Wesenskern aufgegeben
Falls Sie Telegram nicht kennen: Das ist kein Grund, sich zu schämen. Eher im Gegenteil. Bei dem Kurznachrichten- und Messengerdienst Telegram tummeln sich viele, deren Interessen, Absichten und Umgangsformen zu schäbig sind für X. Denn Telegram ging ganz offen damit um, nicht mit Strafverfolgern zusammenzuarbeiten. Damit warb das Unternehmen sogar für sich. Bis zur zeitweisen Festnahme des Gründers Pawel Durow in Frankreich. Die Ermittler dort warfen ihm vor, sich durch seine so gut wie nicht vorhandene Kooperation mit Behörden möglicherweise des Drogenhandels, der Geldwäsche, des Betrugs und mehrerer Vergehen im Zusammenhang mit Kindesmissbrauch mitschuldig gemacht zu haben. Nun heißt es vonseiten Telegrams, in Zukunft werde man Nutzerdaten wie Telefonnummern und IP-Adressen im Verdachtsfall weitergeben.
Bisher ist das eine bloße Ankündigung. Aber es ist eine. Und zwar eine, die den bisherigen Wesenskern von Telegram komplett konterkariert.

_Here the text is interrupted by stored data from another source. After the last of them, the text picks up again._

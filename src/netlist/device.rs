//! Devices and the device model interface.
//!
//! A device in the arena is a name, a set of terminals and parameters, and a
//! boxed [`DeviceModel`] holding the behaviour. Calls into a model go through
//! [`Netlist::with_model`], which takes the model out of the arena for the
//! duration of the call so it can mutate the rest of the netlist.

use std::collections::BTreeMap;
use std::fmt::Debug;

use super::family::LogicFamily;
use super::types::{DeviceId, ParamId, TermId};
use super::Netlist;
use crate::time::SimTime;

/// Behaviour of a device.
///
/// Every method has a default so models only implement what they use.
pub trait DeviceModel: Debug + Send {
    /// Bring the device to its power-on state.
    fn reset(&mut self, _nl: &mut Netlist) {}

    /// Re-read parameters after they changed.
    fn update_param(&mut self, _nl: &mut Netlist) {}

    /// An input the device listens to changed.
    fn update(&mut self, _nl: &mut Netlist) {}

    /// Re-stamp at the current operating point. Only called on dynamic
    /// devices, once per Newton iteration.
    fn update_terminals(&mut self, _nl: &mut Netlist) {}

    /// Advance reactive state by `dt` seconds. Only called on timestep
    /// devices, once per solver step.
    fn step_time(&mut self, _nl: &mut Netlist, _dt: f64) {}

    /// First listener appeared on one of the device's outputs.
    fn inc_active(&mut self, _nl: &mut Netlist) {}

    /// Last listener disappeared from one of the device's outputs.
    fn dec_active(&mut self, _nl: &mut Netlist) {}

    /// Simulation is stopping.
    fn stop(&mut self, _nl: &mut Netlist) {}

    /// Stamps depend on the operating point.
    fn is_dynamic(&self) -> bool {
        false
    }

    /// Stamps depend on the time step.
    fn is_timestep(&self) -> bool {
        false
    }

    /// Store internal state into `state`.
    fn save_state(&self, _state: &mut BTreeMap<String, f64>) {}

    /// Restore internal state saved by [`DeviceModel::save_state`].
    fn load_state(&mut self, _state: &BTreeMap<String, f64>) {}
}

/// A device instance in the arena.
#[derive(Debug)]
pub struct Device {
    pub(crate) name: String,
    pub(crate) class: String,
    pub(crate) terms: Vec<TermId>,
    pub(crate) params: Vec<ParamId>,
    pub(crate) model: Option<Box<dyn DeviceModel>>,
    pub(crate) family: LogicFamily,
    /// Device wants inc_active/dec_active notifications
    pub(crate) hint_deactivate: bool,
    pub(crate) is_dynamic: bool,
    pub(crate) is_timestep: bool,
    pub(crate) update_calls: u64,
}

impl Device {
    pub(crate) fn new(name: String, class: String, family: LogicFamily) -> Self {
        Self {
            name,
            class,
            terms: Vec::new(),
            params: Vec::new(),
            model: None,
            family,
            hint_deactivate: false,
            is_dynamic: false,
            is_timestep: false,
            update_calls: 0,
        }
    }

    pub fn name(&self) -> &str {
        &self.name
    }

    pub fn class(&self) -> &str {
        &self.class
    }

    pub fn terms(&self) -> &[TermId] {
        &self.terms
    }

    pub fn params(&self) -> &[ParamId] {
        &self.params
    }

    pub fn family(&self) -> &LogicFamily {
        &self.family
    }

    pub fn is_dynamic(&self) -> bool {
        self.is_dynamic
    }

    pub fn is_timestep(&self) -> bool {
        self.is_timestep
    }

    pub fn update_calls(&self) -> u64 {
        self.update_calls
    }

    pub fn model(&self) -> Option<&dyn DeviceModel> {
        self.model.as_deref()
    }
}

impl Netlist {
    pub fn device(&self, d: DeviceId) -> &Device {
        &self.devices[d.0]
    }

    pub fn devices(&self) -> impl Iterator<Item = (DeviceId, &Device)> + '_ {
        self.devices.iter().enumerate().map(|(i, d)| (DeviceId(i), d))
    }

    pub fn num_devices(&self) -> usize {
        self.devices.len()
    }

    pub fn family(&self, d: DeviceId) -> LogicFamily {
        self.devices[d.0].family
    }

    pub fn set_hint_deactivate(&mut self, d: DeviceId, on: bool) {
        self.devices[d.0].hint_deactivate = on && self.config.use_deactivate;
    }

    pub(crate) fn set_model(&mut self, d: DeviceId, model: Box<dyn DeviceModel>) {
        let dev = &mut self.devices[d.0];
        dev.is_dynamic = model.is_dynamic();
        dev.is_timestep = model.is_timestep();
        dev.model = Some(model);
    }

    /// Run `f` with the model of `d` taken out of the arena.
    ///
    /// Returns `None` without calling `f` if the device has no model or its
    /// model is already executing further up the stack.
    pub fn with_model<R>(
        &mut self,
        d: DeviceId,
        f: impl FnOnce(&mut dyn DeviceModel, &mut Netlist) -> R,
    ) -> Option<R> {
        let mut model = self.devices[d.0].model.take()?;
        let r = f(model.as_mut(), self);
        self.devices[d.0].model = Some(model);
        Some(r)
    }

    pub(crate) fn update_device(&mut self, d: DeviceId) {
        self.devices[d.0].update_calls += 1;
        self.with_model(d, |m, nl| m.update(nl));
    }

    pub(crate) fn step_device(&mut self, d: DeviceId, dt: f64) {
        self.with_model(d, |m, nl| m.step_time(nl, dt));
    }

    pub(crate) fn update_device_terminals(&mut self, d: DeviceId) {
        self.with_model(d, |m, nl| m.update_terminals(nl));
    }

    /// Current simulation time, convenience for models.
    pub fn now(&self) -> SimTime {
        self.time
    }
}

Es geht also. Wenn man denn will. Wenn man es denn auch wirklich versucht. Wenn man ein Risiko eingeht. Und vielleicht ist es eine Blaupause für den Umgang mit TikTok. Noch vergangene Woche hätte das wie die Idee einer Verrückten geklungen. Jetzt aber haben die Mutigen gesiegt. Alles scheint möglich. Und das ist eine gute Nachricht.